** Opening Data extract block **
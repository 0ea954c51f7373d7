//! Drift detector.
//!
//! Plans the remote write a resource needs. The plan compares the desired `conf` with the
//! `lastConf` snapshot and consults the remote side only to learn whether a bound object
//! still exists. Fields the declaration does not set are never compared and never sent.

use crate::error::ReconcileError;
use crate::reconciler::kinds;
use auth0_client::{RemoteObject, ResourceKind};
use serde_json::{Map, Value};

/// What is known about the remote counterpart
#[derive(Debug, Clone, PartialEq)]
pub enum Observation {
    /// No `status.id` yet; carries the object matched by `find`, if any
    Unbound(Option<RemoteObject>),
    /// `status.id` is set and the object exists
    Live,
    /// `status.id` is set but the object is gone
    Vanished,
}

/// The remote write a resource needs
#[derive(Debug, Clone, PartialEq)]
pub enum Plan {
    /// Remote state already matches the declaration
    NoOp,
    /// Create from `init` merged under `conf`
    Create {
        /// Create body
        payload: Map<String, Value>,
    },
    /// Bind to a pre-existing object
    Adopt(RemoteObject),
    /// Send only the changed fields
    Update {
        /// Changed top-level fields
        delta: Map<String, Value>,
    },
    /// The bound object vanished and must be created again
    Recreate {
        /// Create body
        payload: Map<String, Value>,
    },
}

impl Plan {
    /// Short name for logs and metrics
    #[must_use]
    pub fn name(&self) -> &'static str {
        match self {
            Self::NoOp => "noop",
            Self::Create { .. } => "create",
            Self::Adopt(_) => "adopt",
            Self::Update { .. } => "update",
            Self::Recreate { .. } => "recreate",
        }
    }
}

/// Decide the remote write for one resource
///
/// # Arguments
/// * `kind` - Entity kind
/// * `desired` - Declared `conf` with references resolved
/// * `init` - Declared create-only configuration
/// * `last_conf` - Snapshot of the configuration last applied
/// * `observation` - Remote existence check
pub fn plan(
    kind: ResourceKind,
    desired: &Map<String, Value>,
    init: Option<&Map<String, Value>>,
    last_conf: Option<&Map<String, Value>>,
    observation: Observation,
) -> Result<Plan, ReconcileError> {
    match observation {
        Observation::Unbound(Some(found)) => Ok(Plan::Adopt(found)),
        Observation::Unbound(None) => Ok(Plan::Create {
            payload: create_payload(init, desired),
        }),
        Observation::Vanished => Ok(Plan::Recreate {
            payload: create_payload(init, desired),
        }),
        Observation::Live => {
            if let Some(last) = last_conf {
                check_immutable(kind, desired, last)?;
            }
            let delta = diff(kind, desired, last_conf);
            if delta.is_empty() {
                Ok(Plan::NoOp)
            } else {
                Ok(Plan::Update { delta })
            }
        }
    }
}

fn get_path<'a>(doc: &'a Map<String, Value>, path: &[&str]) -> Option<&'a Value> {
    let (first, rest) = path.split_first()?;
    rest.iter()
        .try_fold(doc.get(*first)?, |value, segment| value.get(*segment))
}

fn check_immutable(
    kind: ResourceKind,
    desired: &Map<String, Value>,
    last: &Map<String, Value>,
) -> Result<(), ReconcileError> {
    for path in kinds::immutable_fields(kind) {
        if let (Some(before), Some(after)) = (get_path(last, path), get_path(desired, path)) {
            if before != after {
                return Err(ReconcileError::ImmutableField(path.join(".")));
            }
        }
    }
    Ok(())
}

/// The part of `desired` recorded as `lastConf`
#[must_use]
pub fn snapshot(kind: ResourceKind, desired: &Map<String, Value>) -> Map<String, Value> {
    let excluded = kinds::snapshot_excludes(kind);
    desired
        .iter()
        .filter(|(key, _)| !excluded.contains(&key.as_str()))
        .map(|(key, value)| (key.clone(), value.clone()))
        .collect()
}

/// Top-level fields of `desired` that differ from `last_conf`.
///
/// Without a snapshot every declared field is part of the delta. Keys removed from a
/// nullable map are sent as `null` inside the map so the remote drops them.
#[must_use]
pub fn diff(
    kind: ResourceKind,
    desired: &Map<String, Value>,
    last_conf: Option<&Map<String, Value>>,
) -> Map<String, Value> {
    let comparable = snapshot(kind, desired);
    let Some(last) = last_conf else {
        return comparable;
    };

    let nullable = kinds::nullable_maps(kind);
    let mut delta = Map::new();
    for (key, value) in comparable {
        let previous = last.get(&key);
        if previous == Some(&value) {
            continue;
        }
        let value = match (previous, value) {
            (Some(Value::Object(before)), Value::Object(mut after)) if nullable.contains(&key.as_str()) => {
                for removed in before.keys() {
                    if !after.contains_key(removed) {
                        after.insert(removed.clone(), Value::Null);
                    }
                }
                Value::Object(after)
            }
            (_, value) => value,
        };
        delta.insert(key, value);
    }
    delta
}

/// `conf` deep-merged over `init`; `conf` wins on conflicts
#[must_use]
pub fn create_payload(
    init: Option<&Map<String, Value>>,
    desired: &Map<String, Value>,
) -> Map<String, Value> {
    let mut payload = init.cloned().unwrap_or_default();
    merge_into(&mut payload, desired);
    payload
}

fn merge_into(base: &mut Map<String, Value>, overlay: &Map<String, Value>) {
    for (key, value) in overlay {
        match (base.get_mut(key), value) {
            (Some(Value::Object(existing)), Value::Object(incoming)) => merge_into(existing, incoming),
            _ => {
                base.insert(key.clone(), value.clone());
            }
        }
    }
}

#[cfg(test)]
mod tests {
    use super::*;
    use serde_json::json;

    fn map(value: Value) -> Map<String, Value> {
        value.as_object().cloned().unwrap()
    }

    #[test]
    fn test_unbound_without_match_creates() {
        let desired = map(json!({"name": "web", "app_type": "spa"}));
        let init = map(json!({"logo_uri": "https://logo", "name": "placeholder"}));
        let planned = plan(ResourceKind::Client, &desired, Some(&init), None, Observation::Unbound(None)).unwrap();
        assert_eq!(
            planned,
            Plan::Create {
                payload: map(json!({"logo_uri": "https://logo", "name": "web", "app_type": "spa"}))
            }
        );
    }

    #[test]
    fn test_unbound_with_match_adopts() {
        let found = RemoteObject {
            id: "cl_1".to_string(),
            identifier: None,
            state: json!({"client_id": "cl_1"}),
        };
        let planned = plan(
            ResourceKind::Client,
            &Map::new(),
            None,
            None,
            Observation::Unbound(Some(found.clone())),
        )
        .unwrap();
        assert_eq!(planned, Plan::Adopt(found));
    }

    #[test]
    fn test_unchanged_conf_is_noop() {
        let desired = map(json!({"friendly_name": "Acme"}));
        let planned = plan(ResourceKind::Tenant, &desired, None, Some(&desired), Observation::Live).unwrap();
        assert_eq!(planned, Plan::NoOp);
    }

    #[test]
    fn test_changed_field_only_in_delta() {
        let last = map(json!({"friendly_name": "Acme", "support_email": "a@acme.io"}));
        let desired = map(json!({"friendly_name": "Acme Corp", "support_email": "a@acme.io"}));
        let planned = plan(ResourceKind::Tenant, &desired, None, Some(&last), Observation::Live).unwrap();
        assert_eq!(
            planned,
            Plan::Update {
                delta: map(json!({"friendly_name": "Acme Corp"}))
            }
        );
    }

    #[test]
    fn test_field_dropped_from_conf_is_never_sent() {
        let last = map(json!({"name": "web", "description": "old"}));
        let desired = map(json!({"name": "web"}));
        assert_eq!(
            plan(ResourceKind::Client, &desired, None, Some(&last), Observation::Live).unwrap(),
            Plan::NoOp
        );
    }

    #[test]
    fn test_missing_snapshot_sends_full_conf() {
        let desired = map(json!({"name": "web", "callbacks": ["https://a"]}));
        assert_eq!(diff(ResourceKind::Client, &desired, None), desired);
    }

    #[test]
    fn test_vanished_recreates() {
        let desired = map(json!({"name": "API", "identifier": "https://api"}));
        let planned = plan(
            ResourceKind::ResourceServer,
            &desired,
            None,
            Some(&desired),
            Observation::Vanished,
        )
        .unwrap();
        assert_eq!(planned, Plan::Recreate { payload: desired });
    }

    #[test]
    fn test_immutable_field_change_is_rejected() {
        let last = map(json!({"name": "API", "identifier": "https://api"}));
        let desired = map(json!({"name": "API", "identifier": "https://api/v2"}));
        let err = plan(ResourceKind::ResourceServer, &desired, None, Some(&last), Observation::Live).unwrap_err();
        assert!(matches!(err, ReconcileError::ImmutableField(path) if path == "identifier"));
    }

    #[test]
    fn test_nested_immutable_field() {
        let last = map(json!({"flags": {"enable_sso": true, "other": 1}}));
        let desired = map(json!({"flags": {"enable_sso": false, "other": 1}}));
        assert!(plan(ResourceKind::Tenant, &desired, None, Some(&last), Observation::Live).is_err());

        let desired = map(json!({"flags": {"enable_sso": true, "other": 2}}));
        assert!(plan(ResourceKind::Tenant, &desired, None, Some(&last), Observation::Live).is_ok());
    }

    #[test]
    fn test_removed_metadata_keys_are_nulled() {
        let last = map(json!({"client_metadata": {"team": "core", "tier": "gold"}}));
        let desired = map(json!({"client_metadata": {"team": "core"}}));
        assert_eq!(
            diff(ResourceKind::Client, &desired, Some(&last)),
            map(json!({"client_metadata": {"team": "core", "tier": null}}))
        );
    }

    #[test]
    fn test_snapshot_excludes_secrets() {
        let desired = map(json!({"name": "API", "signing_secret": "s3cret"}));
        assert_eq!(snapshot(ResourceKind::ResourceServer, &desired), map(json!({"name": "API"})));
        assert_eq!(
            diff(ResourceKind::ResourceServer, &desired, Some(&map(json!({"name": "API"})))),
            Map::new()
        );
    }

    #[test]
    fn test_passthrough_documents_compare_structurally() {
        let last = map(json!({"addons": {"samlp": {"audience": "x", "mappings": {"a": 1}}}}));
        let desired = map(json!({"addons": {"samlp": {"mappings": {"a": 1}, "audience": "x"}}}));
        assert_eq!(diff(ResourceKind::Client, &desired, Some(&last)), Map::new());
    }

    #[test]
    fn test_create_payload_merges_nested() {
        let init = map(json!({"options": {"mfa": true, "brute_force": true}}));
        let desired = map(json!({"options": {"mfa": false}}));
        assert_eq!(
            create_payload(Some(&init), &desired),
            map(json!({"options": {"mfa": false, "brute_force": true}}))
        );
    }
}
** Closing Data extract block **
Please report all lines in the entries where "previous" appears.

Solution below =
        let previous = last.get(&key);
        if previous == Some(&value) {
        let value = match (previous, value) {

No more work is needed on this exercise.